A lot of people are drawn to investing in high-yield securities. But with so many possibilities, it might be challenging to pick the best path.
There are many investment opportunities in India, including some lesser-known investment ideas in India, of which many citizens are still unaware. This article will decode various investment options in India for short-term and long-term goals.
Ideally, the tenure of investments varies from instrument to instrument. But, it is important to understand both the benefits and drawbacks of such high-return investments.
Here is a list of the best investment options in India, sorted in order of the risk they entail. More significantly, we’ll discuss how you can mix different investment options to construct your optimal investment plan.

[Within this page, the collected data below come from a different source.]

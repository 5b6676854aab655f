//! Message types for the conversation log.

use chrono::{DateTime, Utc};
use serde::{Deserialize, Serialize};
use strum::{Display, EnumString};

/// A message in a conversation.
///
/// Messages are immutable once appended to a log; the log itself only supports
/// append and replace-all.
#[derive(Debug, Clone, Serialize, Deserialize, PartialEq)]
pub struct Message {
    pub role: Role,
    #[serde(default)]
    pub content: String,
    #[serde(default, skip_serializing_if = "Vec::is_empty")]
    pub tool_calls: Vec<ToolCall>,
    #[serde(default, skip_serializing_if = "Option::is_none")]
    pub tool_call_id: Option<String>,
    #[serde(default, skip_serializing_if = "is_false")]
    pub is_error: bool,
    #[serde(default, skip_serializing_if = "Option::is_none")]
    pub timestamp: Option<DateTime<Utc>>,
}

fn is_false(value: &bool) -> bool {
    !*value
}

impl Message {
    fn new(role: Role, content: impl Into<String>) -> Self {
        Self {
            role,
            content: content.into(),
            tool_calls: Vec::new(),
            tool_call_id: None,
            is_error: false,
            timestamp: Some(Utc::now()),
        }
    }

    /// Create a system message.
    pub fn system(text: impl Into<String>) -> Self {
        Self::new(Role::System, text)
    }

    /// Create a user message.
    pub fn user(text: impl Into<String>) -> Self {
        Self::new(Role::User, text)
    }

    /// Create an assistant message.
    pub fn assistant(text: impl Into<String>) -> Self {
        Self::new(Role::Assistant, text)
    }

    /// Create an assistant message carrying tool calls.
    pub fn assistant_with_tool_calls(text: impl Into<String>, tool_calls: Vec<ToolCall>) -> Self {
        Self {
            tool_calls,
            ..Self::new(Role::Assistant, text)
        }
    }

    /// Create a tool message from a tool result.
    pub fn tool_result(result: &ToolResult) -> Self {
        Self {
            tool_call_id: Some(result.tool_call_id.clone()),
            is_error: result.is_error,
            ..Self::new(Role::Tool, result.content.clone())
        }
    }

    /// Whether the model asked for tools in this message.
    pub fn has_tool_calls(&self) -> bool {
        !self.tool_calls.is_empty()
    }

    /// Rough token estimate (1 token ≈ 4 chars).
    pub fn estimated_tokens(&self) -> usize {
        let call_chars: usize = self
            .tool_calls
            .iter()
            .map(|call| call.name.len() + call.arguments.to_string().len())
            .sum();
        (self.content.len() + call_chars).div_ceil(4)
    }
}

/// Conversation role.
#[derive(
    Debug, Clone, Copy, Serialize, Deserialize, PartialEq, Eq, Hash, Display, EnumString,
)]
#[serde(rename_all = "lowercase")]
#[strum(serialize_all = "lowercase")]
pub enum Role {
    System,
    User,
    Assistant,
    Tool,
}

/// A tool call requested by the model.
#[derive(Debug, Clone, Serialize, Deserialize, PartialEq)]
pub struct ToolCall {
    pub id: String,
    pub name: String,
    #[serde(default)]
    pub arguments: serde_json::Value,
}

impl ToolCall {
    pub fn new(
        id: impl Into<String>,
        name: impl Into<String>,
        arguments: serde_json::Value,
    ) -> Self {
        Self {
            id: id.into(),
            name: name.into(),
            arguments,
        }
    }
}

/// The outcome of one tool call.
#[derive(Debug, Clone, Serialize, Deserialize, PartialEq)]
pub struct ToolResult {
    pub tool_call_id: String,
    pub content: String,
    #[serde(default)]
    pub is_error: bool,
}

impl ToolResult {
    pub fn success(tool_call_id: impl Into<String>, content: impl Into<String>) -> Self {
        Self {
            tool_call_id: tool_call_id.into(),
            content: content.into(),
            is_error: false,
        }
    }

    pub fn error(tool_call_id: impl Into<String>, content: impl Into<String>) -> Self {
        Self {
            tool_call_id: tool_call_id.into(),
            content: content.into(),
            is_error: true,
        }
    }
}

Best Investment options in India:
Some of the best investment options in India are listed below, representing good investment options in India as well as where to invest money in India for maximum returns:
|Best Investment Options in India
|Public Provident Funds (PPF)
|ELSS (Equity Linked Saving Scheme)
|National Pension Scheme (NPS)
|Unit Linked Insurance Plans (ULIP)
|Sovereign Gold Bonds (SGBs)
|Exchange Traded Funds (ETFs)
|Senior Citizen Savings Scheme (SCSS)
Let us take a closer look at some of the top investment options in India for building personal wealth.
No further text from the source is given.